Admit it. It’s even understandable. It can get pricey, it can be huge and dusty and crowded, the food is ridiculously unhealthy and the sheer gaudy, noisy, over-the-top nature of the midway can be downright unpleasant if you mind that sort of thing. (I sort of like it in small doses.) I hear an increasing amount of grumbling about it from people (who generally don’t plan to attend anyway) about all these things, and they definitely have a point.
Now, me, I like fairs.
I even like the Erie County Fair.
And thinking about it, I think it sort of gets a bum rap.

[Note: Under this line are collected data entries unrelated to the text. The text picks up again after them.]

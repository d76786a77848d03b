//! Command line front end for the supplier landed-cost simulator
//!
//! Wraps `sourcing_core` with the pieces that touch the outside world:
//! registry files, the discount rate lookup, logging and report output.

pub mod format;
pub mod indicator;
pub mod logging;
pub mod registry;
pub mod report;

pub use logging::{default_data_dir, init_logging};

By my best count, I’ve been to seven, maybe eight, of Western New York’s county fairs. Growing up (as the daughter of another fair-lover), they were a summer staple. Cattaraugus County’s fair in Little Valley, 171 years old this year, my “home fair.” Nearby Chautauqua County. What we always called “Pike Fair” (actually the Wyoming County Fair), which I’ve always considered the absolute epitome of little county fairs.
When I worked in Batavia, I attended the Orleans and Genesee county fairs. Then I moved to Lewiston, and visited Niagara County’s fair. I’ve even visited the State Fair in Syracuse once.

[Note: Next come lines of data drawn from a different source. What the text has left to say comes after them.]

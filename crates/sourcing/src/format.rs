//! Number formatting for text reports

fn group_thousands(whole: u64) -> String {
    let digits = whole.to_string();
    let mut grouped = String::with_capacity(digits.len() + digits.len() / 3);
    for (i, c) in digits.chars().enumerate() {
        if i > 0 && (digits.len() - i) % 3 == 0 {
            grouped.push(',');
        }
        grouped.push(c);
    }
    grouped
}

/// `$1,234.56`
pub fn format_currency(value: f64) -> String {
    let cents_total = (value.abs() * 100.0).round() as u64;
    let sign = if value < 0.0 { "-" } else { "" };
    format!(
        "{sign}${}.{:02}",
        group_thousands(cents_total / 100),
        cents_total % 100
    )
}

/// Signed currency change, `+$1,234` or `-$1,234`
pub fn format_currency_delta(value: f64) -> String {
    let sign = if value < 0.0 { "-" } else { "+" };
    format!("{sign}${}", group_thousands(value.abs().round() as u64))
}

/// `$2.1M`, `$450K`, `$50`
pub fn format_compact_currency(value: f64) -> String {
    let abs_value = value.abs();
    let sign = if value < 0.0 { "-" } else { "" };

    if abs_value >= 1_000_000.0 {
        format!("{sign}${:.1}M", abs_value / 1_000_000.0)
    } else if abs_value >= 1_000.0 {
        format!("{sign}${:.0}K", abs_value / 1_000.0)
    } else {
        format!("{sign}${abs_value:.0}")
    }
}

/// Whole units with separators; `∞` for an unbounded count
pub fn format_units(value: f64) -> String {
    if value.is_infinite() {
        return "∞".to_string();
    }
    group_thousands(value.max(0.0).round() as u64)
}

/// Fraction as a percentage, `0.0433` -> `4.33%`
pub fn format_percentage(value: f64) -> String {
    format!("{:.2}%", value * 100.0)
}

And as diverse as they can be in size and location, the type of their midways and the cost of admission, they all have elements in common. (And I’m not talking about deep-fried anything.)
Now, bear with me ... I’m not changing the subject.
One of my most prized wedding gifts was a beautifully made quilt from a family friend, a woman who pulled in champion-after-champion ribbon for her work at the little Catt. County fair. In my admittedly biased opinion, her work could have been displayed at any number of museum’s I’ve visited — but the fair is where she loved to showcase it.
I’ve marveled at artwork and craftwork and food items, lovingly cared-for flowers and produce. There are skills here that too many people sneer at these days. Myself, I wish I’d paid more attention to the idea of 4H when I was in school.
I’ve covered fairs for whatever paper for which I worked at the time, and I’ve watched the pride and concentration on the faces of children taking their first turn in the show ring with whatever critter they raised and cared for as part of 4H or otherwise, cows and sheep, goats and horses, poultry and rabbits. They’ve put their hearts into it, and countless hours they could have spent doing something like playing video games. I know which I consider more admirable.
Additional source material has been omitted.